* [TASK BRIEF]: Determine how many lines of the records include "chrono", and answer with the number alone.

(Recorded data)
[Start of Attachment]

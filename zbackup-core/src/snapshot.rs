/*!
Snapshot identifiers and per-filesystem snapshot lists.

Every snapshot this system creates is named
`<prefix>-<YYYY>-<MM>-<DD>-<HHMMSS>`, the timestamp being the UTC creation
time. [`Snapshot`] is the only way to hold such a name; it validates on
construction. Listings from the storage engine may also contain foreign
snapshots, so [`SnapshotList`] keeps the raw names and only yields
[`Snapshot`] values for entries that follow the grammar.
*/

use crate::{BackupError, Result};
use chrono::{DateTime, Duration, Local, NaiveDateTime, Timelike, Utc};
use std::collections::HashSet;
use std::fmt;
use std::hash::{Hash, Hasher};
use std::str::FromStr;

/// chrono format of the timestamp suffix
pub const TIMESTAMP_FORMAT: &str = "%Y-%m-%d-%H%M%S";

/// Length of `YYYY-MM-DD-HHMMSS`
const SUFFIX_LEN: usize = 17;

pub(crate) fn is_prefix_char(c: char) -> bool {
    c.is_ascii_alphanumeric() || matches!(c, '_' | '.' | ':' | '-')
}

fn is_suffix_shape(suffix: &[u8]) -> bool {
    suffix.len() == SUFFIX_LEN
        && suffix.iter().enumerate().all(|(i, b)| match i {
            4 | 7 | 10 => *b == b'-',
            _ => b.is_ascii_digit(),
        })
}

/// A validated snapshot name with its embedded creation time
#[derive(Debug, Clone)]
pub struct Snapshot {
    name: String,
    prefix_len: usize,
    created: DateTime<Utc>,
}

impl Snapshot {
    /// Build the canonical snapshot for `prefix` taken at `at` (truncated to whole seconds)
    pub fn new(prefix: &str, at: DateTime<Utc>) -> Result<Self> {
        if prefix.is_empty() || !prefix.chars().all(is_prefix_char) {
            return Err(BackupError::validation(format!(
                "invalid snapshot prefix '{prefix}'"
            )));
        }
        let created = at.with_nanosecond(0).unwrap_or(at);
        Ok(Self {
            name: format!("{prefix}-{}", created.format(TIMESTAMP_FORMAT)),
            prefix_len: prefix.len(),
            created,
        })
    }

    /// Parse a snapshot name, failing on anything outside the naming grammar
    pub fn parse(name: &str) -> Result<Self> {
        let invalid = || BackupError::validation(format!("invalid snapshot name '{name}'"));

        let bytes = name.as_bytes();
        if bytes.len() < SUFFIX_LEN + 2 {
            return Err(invalid());
        }
        let split = bytes.len() - SUFFIX_LEN;
        let (head, suffix) = bytes.split_at(split);
        if !is_suffix_shape(suffix) || head.last() != Some(&b'-') {
            return Err(invalid());
        }
        let prefix = &name[..split - 1];
        if !prefix.chars().all(is_prefix_char) {
            return Err(invalid());
        }

        let created = NaiveDateTime::parse_from_str(&name[split..], TIMESTAMP_FORMAT)
            .map_err(|_| invalid())?
            .and_utc();

        Ok(Self {
            name: name.to_string(),
            prefix_len: prefix.len(),
            created,
        })
    }

    pub fn name(&self) -> &str {
        &self.name
    }

    pub fn prefix(&self) -> &str {
        &self.name[..self.prefix_len]
    }

    pub fn created(&self) -> DateTime<Utc> {
        self.created
    }

    /// Creation time in the operator's timezone
    pub fn created_local(&self) -> DateTime<Local> {
        self.created.with_timezone(&Local)
    }

    pub fn age(&self, now: DateTime<Utc>) -> Duration {
        now - self.created
    }
}

impl PartialEq for Snapshot {
    fn eq(&self, other: &Self) -> bool {
        self.name == other.name
    }
}

impl Eq for Snapshot {}

impl Hash for Snapshot {
    fn hash<H: Hasher>(&self, state: &mut H) {
        self.name.hash(state);
    }
}

impl fmt::Display for Snapshot {
    fn fmt(&self, f: &mut fmt::Formatter<'_>) -> fmt::Result {
        f.write_str(&self.name)
    }
}

impl FromStr for Snapshot {
    type Err = BackupError;

    fn from_str(s: &str) -> Result<Self> {
        Self::parse(s)
    }
}

/// Snapshots of one filesystem split by age
#[derive(Debug, Clone, Default, PartialEq, Eq)]
pub struct Generations {
    pub young: Vec<Snapshot>,
    pub middle: Vec<Snapshot>,
    pub old: Vec<Snapshot>,
}

/// Snapshot names of one filesystem in ascending creation order
///
/// The order comes from the storage engine's listing and is never re-sorted.
#[derive(Debug, Clone, Default, PartialEq, Eq)]
pub struct SnapshotList {
    filesystem: String,
    names: Vec<String>,
}

impl SnapshotList {
    pub fn new<S: Into<String>>(filesystem: S, names: Vec<String>) -> Self {
        Self {
            filesystem: filesystem.into(),
            names,
        }
    }

    pub fn filesystem(&self) -> &str {
        &self.filesystem
    }

    pub fn names(&self) -> &[String] {
        &self.names
    }

    pub fn len(&self) -> usize {
        self.names.len()
    }

    pub fn is_empty(&self) -> bool {
        self.names.is_empty()
    }

    pub fn contains(&self, name: &str) -> bool {
        self.names.iter().any(|n| n == name)
    }

    pub(crate) fn push(&mut self, name: String) {
        self.names.push(name);
    }

    pub fn earliest(&self) -> Option<&str> {
        self.names.first().map(String::as_str)
    }

    pub fn latest(&self) -> Option<&str> {
        self.names.last().map(String::as_str)
    }

    /// The last name in this list's own order that `other` also contains
    pub fn find_latest_common(&self, other: &SnapshotList) -> Option<&str> {
        let theirs: HashSet<&str> = other.names.iter().map(String::as_str).collect();
        self.names
            .iter()
            .rev()
            .map(String::as_str)
            .find(|name| theirs.contains(name))
    }

    /// Entries that follow the naming grammar with the given prefix, in list order
    pub fn owned_snapshots<'a>(&'a self, prefix: &'a str) -> impl Iterator<Item = Snapshot> + 'a {
        self.names
            .iter()
            .filter_map(|name| Snapshot::parse(name).ok())
            .filter(move |snapshot| snapshot.prefix() == prefix)
    }

    /// Split this system's own snapshots into young, middle and old generations
    ///
    /// young: age < `hour_window`; middle: `hour_window` <= age < `day_window`;
    /// old: age >= `day_window`. Foreign names land in no generation.
    pub fn bucket_by_age(
        &self,
        now: DateTime<Utc>,
        prefix: &str,
        hour_window: Duration,
        day_window: Duration,
    ) -> Generations {
        let mut generations = Generations::default();
        for snapshot in self.owned_snapshots(prefix) {
            let age = snapshot.age(now);
            if age < hour_window {
                generations.young.push(snapshot);
            } else if age < day_window {
                generations.middle.push(snapshot);
            } else {
                generations.old.push(snapshot);
            }
        }
        generations
    }
}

[End of Attachment]

* [ANSWER SPACE]: 2